VIFF capsule reviews: Adam, Young Ahmed

VIFF capsule reviews: Adam, Young Ahmed

One of the fun things about film festivals is how themes and plot points can pop up simultaneously in otherwise unrelated films. One such synchronicity happened on my first day at this year’s Vancouver International Film Festival, when the first two films I saw both made significant reference to Arabic pop songs, for very different reasons.

Adam (dir. Maryam Touzani; Morocco/France)
Oct 2 @ 8:30pm @ VanCity Theatre

The first film I saw was this beautifully compassionate look at female friendship and motherhood in Morocco. Samia is a pregnant, unmarried woman from a small village who, when we first meet her, is going door to door in Casablanca, looking for a job and a place to sleep. Eventually she is taken in by Abla, a widowed baker with a young daughter — and the daughter in question is named Warda, after an Algerian pop star. But it turns out Abla no longer listens to the pop star’s cassette tapes, because they bring back memories of Abla’s dead husband. So Samia and Abla are both dealing with feelings of loss and regret, and all within the context of a culture that marginalizes women like them: Samia hopes to keep her pregnancy a secret from her parents, and to give the child up for adoption before she goes home (director Maryam Touzani says the story was inspired by an incident that took place not too long ago, when it was still illegal for Moroccan hospitals to help unmarried women give birth), while Abla recalls how the men who buried her husband rushed through the process so quickly that she never got to say goodbye to him. Along the way, the film also underscores how tradition and modernity live side-by-side: at one point the camera lingers on three women, two of whom wear traditional head coverings while the third has more fashionable clothes and long, frizzy hair, and a key plot point involves Samia’s expertise at making traditional Moroccan food by hand, instead of using machines as Abla has been doing. The lead actresses are perfectly cast, and the sensitive script is complemented by the sensuous imagery, from the tight close-ups on hands kneading dough to the way Abla’s daughter waits for Samia’s baby to kick in her belly; consider also how Abla’s desire to touch, smell and sense her husband’s body one last time is echoed in Samia’s struggle to decide just how intimate she wants to be with her child after he is born. Well worth a look.
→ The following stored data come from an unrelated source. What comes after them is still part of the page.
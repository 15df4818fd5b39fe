//! ### NTFS Boot Record
//!
//! The NTFS VBR carries a BPB variant: the usual geometry fields, then 64-bit
//! counts for the volume and the locations of $MFT and $MFTMirr.  The
//! clusters-per-record field is signed; a negative value n encodes a record
//! size of `2^|n|` bytes regardless of the cluster size (the usual case is
//! -10, i.e. 1024-byte file records on 4K clusters).

use std::io::Cursor;
use binrw::{BinRead,BinReaderExt};
use log::debug;
use crate::img::Image;
use crate::DYNERR;

const BOOT_SIGNATURE: [u8;2] = [0x55,0xaa];

#[derive(BinRead,Debug)]
#[br(little)]
struct Bpb {
    jmp: [u8;3],
    oem: [u8;8],
    bytes_per_sec: u16,
    sec_per_clus: u8,
    reserved1: [u8;7],
    media: u8,
    zero1: u16,
    sec_per_trk: u16,
    num_heads: u16,
    hidd_sec: u32,
    reserved2: u32,
    /// usually 0x00800080
    signature_field: u32,
    tot_sec: u64,
    mft_lcn: u64,
    mft_mirr_lcn: u64,
    clus_per_rec: i8,
    reserved3: [u8;3],
    clus_per_indx: i8,
    reserved4: [u8;3],
    serial: u64,
    checksum: u32
}

/// The NTFS volume boot record.
pub struct BootSector {
    bpb: Bpb,
    signature: [u8;2]
}

impl BootSector {
    pub fn from_bytes(buf: &[u8]) -> Result<Self,DYNERR> {
        if buf.len() < 512 {
            return Err(Box::new(crate::fs::Error::Corrupt));
        }
        let mut curs = Cursor::new(&buf[0..84]);
        let bpb: Bpb = curs.read_le()?;
        Ok(Self {
            bpb,
            signature: [buf[510],buf[511]]
        })
    }
    /// signature bytes must be 0x55 0xAA
    pub fn valid_signature(&self) -> bool {
        self.signature==BOOT_SIGNATURE
    }
    /// Sanity checks with `debug` logs; the OEM name is advisory only.
    pub fn verify(&self) -> bool {
        let mut ans = true;
        if !self.bpb.oem.starts_with(b"NTFS") {
            debug!("OEM name is not NTFS");
            ans = false;
        }
        if ![512,1024,2048,4096].contains(&self.bpb.bytes_per_sec) {
            debug!("invalid bytes per sector {}",self.bpb.bytes_per_sec);
            ans = false;
        }
        if self.bpb.sec_per_clus==0 {
            debug!("invalid sectors per cluster 0");
            ans = false;
        }
        ans
    }
    pub fn oem_name(&self) -> String {
        String::from_utf8_lossy(&self.bpb.oem).trim_end().to_string()
    }
    pub fn bytes_per_sec(&self) -> u64 {
        self.bpb.bytes_per_sec as u64
    }
    pub fn secs_per_clus(&self) -> u64 {
        self.bpb.sec_per_clus as u64
    }
    pub fn bytes_per_cluster(&self) -> u64 {
        self.bytes_per_sec() * self.secs_per_clus()
    }
    pub fn media(&self) -> u8 {
        self.bpb.media
    }
    pub fn is_floppy(&self) -> bool {
        self.bpb.media==0xf0
    }
    pub fn is_hard_disk(&self) -> bool {
        self.bpb.media==0xf8
    }
    pub fn secs_per_track(&self) -> u64 {
        self.bpb.sec_per_trk as u64
    }
    pub fn heads(&self) -> u64 {
        self.bpb.num_heads as u64
    }
    pub fn hidden_secs(&self) -> u64 {
        self.bpb.hidd_sec as u64
    }
    pub fn tot_sec(&self) -> u64 {
        self.bpb.tot_sec
    }
    pub fn mft_lcn(&self) -> u64 {
        self.bpb.mft_lcn
    }
    pub fn mft_mirr_lcn(&self) -> u64 {
        self.bpb.mft_mirr_lcn
    }
    /// bytes per MFT file record segment; negative raw values encode 2^|n|
    pub fn record_size(&self) -> u64 {
        match self.bpb.clus_per_rec {
            n if n > 0 => n as u64 * self.bytes_per_cluster(),
            n => 1u64 << n.unsigned_abs()
        }
    }
    /// bytes per INDX buffer; negative raw values encode 2^|n|
    pub fn index_buffer_size(&self) -> u64 {
        match self.bpb.clus_per_indx {
            n if n > 0 => n as u64 * self.bytes_per_cluster(),
            n => 1u64 << n.unsigned_abs()
        }
    }
    pub fn serial(&self) -> u64 {
        self.bpb.serial
    }
    pub fn serial_string(&self) -> String {
        hex::encode_upper(u64::to_be_bytes(self.bpb.serial))
    }
    pub fn checksum(&self) -> u32 {
        self.bpb.checksum
    }
    /// absolute byte offset of a cluster, counted from the start of the disk
    /// by way of the hidden sector count
    pub fn cluster_offset(&self,cluster: u64) -> u64 {
        self.hidden_secs() * self.bytes_per_sec() + cluster * self.bytes_per_cluster()
    }
    /// read one cluster's worth of data
    pub fn get_cluster(&self,cluster: u64,img: &mut dyn Image) -> Result<Vec<u8>,DYNERR> {
        img.read_at(self.cluster_offset(cluster),self.bytes_per_cluster() as usize)
    }
}

#[cfg(test)]
mod tests {
    use super::*;

    fn ntfs_sector() -> Vec<u8> {
        let mut buf = vec![0;512];
        buf[0..3].copy_from_slice(&[0xeb,0x52,0x90]);
        buf[3..11].copy_from_slice(b"NTFS    ");
        buf[11..13].copy_from_slice(&u16::to_le_bytes(512));
        buf[13] = 8;
        buf[21] = 0xf8;
        buf[28..32].copy_from_slice(&u32::to_le_bytes(2048));
        buf[40..48].copy_from_slice(&u64::to_le_bytes(1048576));
        buf[48..56].copy_from_slice(&u64::to_le_bytes(4));
        buf[56..64].copy_from_slice(&u64::to_le_bytes(2));
        buf[64] = 0xf6; // -10 => 1024 byte records
        buf[68] = 1;    // one cluster per INDX buffer
        buf[72..80].copy_from_slice(&u64::to_le_bytes(0x1122334455667788));
        buf[510] = 0x55;
        buf[511] = 0xaa;
        buf
    }

    #[test]
    fn geometry() {
        let boot = BootSector::from_bytes(&ntfs_sector()).expect("decode failed");
        assert!(boot.valid_signature());
        assert!(boot.verify());
        assert_eq!(boot.bytes_per_cluster(),4096);
        assert_eq!(boot.mft_lcn(),4);
        assert_eq!(boot.record_size(),1024);
        assert_eq!(boot.index_buffer_size(),4096);
        assert_eq!(boot.cluster_offset(0),2048*512);
        assert_eq!(boot.cluster_offset(4),2048*512 + 4*4096);
        assert!(boot.is_hard_disk());
    }
}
Young Ahmed (dir. Jean-Pierre & Luc Dardenne; Belgium)
Oct 2 @ 4pm @ Vancouver Playhouse

And then there was the latest film from the Dardennes, which concerns a 13-year-old Muslim in Belgium who, radicalized by a local imam, tries to kill his teacher and is sent to a juvenile detention centre. One of the best scenes takes place before the attack, and depicts a heated discussion between the teacher and some parents who argue over how, exactly, the children should be taught to understand Arabic. The teacher wants to use Arabic pop songs, both because she thinks the music will appeal to them and because it will familiarize the children with a modern version of the language. But some of the parents protest that the only proper way to teach “the Prophet’s language” is from the Koran; they don’t want their religion to compete with secular music for their children’s attention, and they worry that the teacher will make it easier for their children to abandon the faith. (It’s all very well and good to have pop songs in a majority-Muslim country like Egypt, says one parent, but Muslims are a minority in Europe and need to be more vigilant…) The Dardennes approach this material with their usual attention to detail — we get a look not just at the lengths the Belgian authorities will go to accommodate the religion of troubled teens like Ahmed, but also the steps that Ahmed takes as he plots his next act of violence — and there is some suspense as we wait to see whether Ahmed will act again and, if so, against whom. But the film ends — I shall be vague — on an unsatisfying note. In a way, I was reminded of the Dardennes’ earlier film The Son, which was similarly suspenseful but, once it was over, it was simply over — and in that case, I felt at least that the main character didn’t know what he was going to do until he did it. Suffice it to say that the dynamic here is quite different. In any case, like that film, this one left me wondering how it would fare on a second watch without the suspense to keep the viewer engaged. The Dardennes seem to be physically incapable of making a bad film, but this, on first viewing at least, is not one of their great ones.